Calibrating Classification Probabilities the Right Way

Author:Murphy | View: 28674 | Time: 2025-03-22 20:26:01

Venn-Abers predictors and its output for a Binary classifier (Image by the author).

In previous articles, I pointed out the importance of knowing how sure a model is about its predictions.

Uncertainty Quantification and Why You Should Care

For Classification problems, it is not helpful to only know the final class. We need more information to make well-informed decisions in downstream processes. A classification model that only outputs the final class covers important information. We do not know how sure the model is and how much we can trust its prediction.

How can we achieve more trust in the model?

Two approaches can give us more insight into classification problems.

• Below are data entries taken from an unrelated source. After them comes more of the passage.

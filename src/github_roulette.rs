use std::io::Write;
use std::time::Duration;

use indicatif::{ProgressBar, ProgressStyle};
use rand::rngs::StdRng;
use rand::{Rng, SeedableRng};
use tracing::{debug, info};

use crate::config::{SearchConfig, SearchSettings};
use crate::credentials::TokenSource;
use crate::error::Result;
use crate::models::RepositoryItem;
use crate::presenter::display_repository;
use crate::search::{fetch_repositories, ReqwestTransport, SearchTransport};
use crate::selector::{random_page, select_repository};
use crate::Args;

/// One roulette run: load the token, fetch a random page, pick and print a repository.
pub struct GitHubRoulette<T, R> {
    settings: SearchSettings,
    transport: T,
    rng: R,
    progress: ProgressBar,
}

impl GitHubRoulette<ReqwestTransport, StdRng> {
    /// Create a roulette backed by reqwest, configured from command line arguments.
    pub fn from_args(args: &Args) -> Result<Self> {
        let settings = SearchSettings::from(args);
        let transport = ReqwestTransport::new(&settings)?;

        let rng = match args.seed {
            Some(seed) => {
                info!("Using fixed seed {}", seed);
                StdRng::seed_from_u64(seed)
            }
            None => StdRng::from_os_rng(),
        };

        let roulette = GitHubRoulette::new(settings, transport, rng);
        Ok(if args.quiet {
            roulette
        } else {
            roulette.with_spinner()
        })
    }
}

impl<T, R> GitHubRoulette<T, R>
where
    T: SearchTransport,
    R: Rng,
{
    /// Create a roulette from explicit parts. No spinner is shown.
    pub fn new(settings: SearchSettings, transport: T, rng: R) -> Self {
        GitHubRoulette {
            settings,
            transport,
            rng,
            progress: ProgressBar::hidden(),
        }
    }

    /// Show a spinner on stderr while the request is in flight.
    pub fn with_spinner(mut self) -> Self {
        let spinner = ProgressBar::new_spinner();
        spinner.set_style(
            ProgressStyle::default_spinner()
                .template("{spinner:.green} {msg}")
                .unwrap_or_else(|_| ProgressStyle::default_spinner())
                .tick_chars("⠋⠙⠹⠸⠼⠴⠦⠧⠇⠏"),
        );
        self.progress = spinner;
        self
    }

    /// The transport requests are sent through.
    pub fn transport(&self) -> &T {
        &self.transport
    }

    /// Load the token, pick a repository and print it to `out`.
    ///
    /// The token is loaded before anything touches the network, so a missing
    /// token never results in a request.
    pub async fn run<W: Write + ?Sized>(
        &mut self,
        source: &TokenSource,
        out: &mut W,
    ) -> Result<RepositoryItem> {
        // Token first, so a missing token never reaches the transport
        let token = source.load()?;
        let config = SearchConfig::new(self.settings.clone(), token);

        let repo = self.spin(&config).await?;

        // Print only once a repository has been picked
        display_repository(out, &repo)?;
        Ok(repo)
    }

    /// Fetch a random page and pick one repository from it.
    pub async fn spin(&mut self, config: &SearchConfig) -> Result<RepositoryItem> {
        let page = random_page(&mut self.rng, config.settings.max_page);
        info!("Spinning the roulette on page {}", page);

        self.progress
            .set_message(format!("Searching GitHub repositories - page {}", page));
        if !self.progress.is_hidden() {
            self.progress.enable_steady_tick(Duration::from_millis(80));
        }

        // Clear the spinner before reporting either outcome
        let fetched = fetch_repositories(&self.transport, config, page).await;
        self.progress.finish_and_clear();
        let repos = fetched?;

        let repo = select_repository(&repos, &mut self.rng)?;
        debug!(
            "Picked {} ({} stars) out of {} repositories",
            repo.name,
            repo.stargazers_count,
            repos.len()
        );
        Ok(repo.clone())
    }
}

We could turn our point prediction into a prediction set. The goal of the prediction set is to guarantee that it contains the true class with a given probability. The size of the prediction set then tells us how sure our model is about its prediction. The fewer classes the prediction set contains, the surer the model is.

But that does not tell us anything about the probability of a specific class being the true class. For example, we would like something such as "This picture shows a cat with 20% probability". These class probabilities give us more insight than a prediction set. We can use the probabilities to get a better view of the benefits and costs of the prediction.

Now, you could say, "Lucky us. Most ML models have a predict_proba method that does give us exactly what we want." But that is not true. The predict_proba method returns misleading values, at least if we care about the actual probabilities. We should not trust them because these "probabilities" are not calibrated. Calibrated means that the predicted probabilities reflect the real underlying probabilities. For example, we predict that a picture shows a cat with an 80 % probability. We expect that if our model predicts a cat with 80 % for ten pictures, eight show a cat.

But if predict_proba is not the correct method, what is it then?

Let me introduce you to Venn-ABERS predictors.

Venn-ABERS predictors are part of the Conformal Prediction family and thus can operate on top of any ML classifier. We can use them to turn the output of a scoring classifier into a calibrated probability.

How does it work?

Venn-ABERS predictors return an interval of the class probability instead of a single probability. For example, instead of saying "This picture shows a cat with 80% probability", we would say "This picture shows a cat with a probability between 75 and 85%."

For this, Venn-ABERS predictors fit two isotonic regressions to a calibration set, g_0 and g_1. We fit One isotonic regression, g_0, on the subset of data where the actual outcome is class 0. In the other isotonic regression, g_1, we fit on the subset of data where the actual outcome is class 1.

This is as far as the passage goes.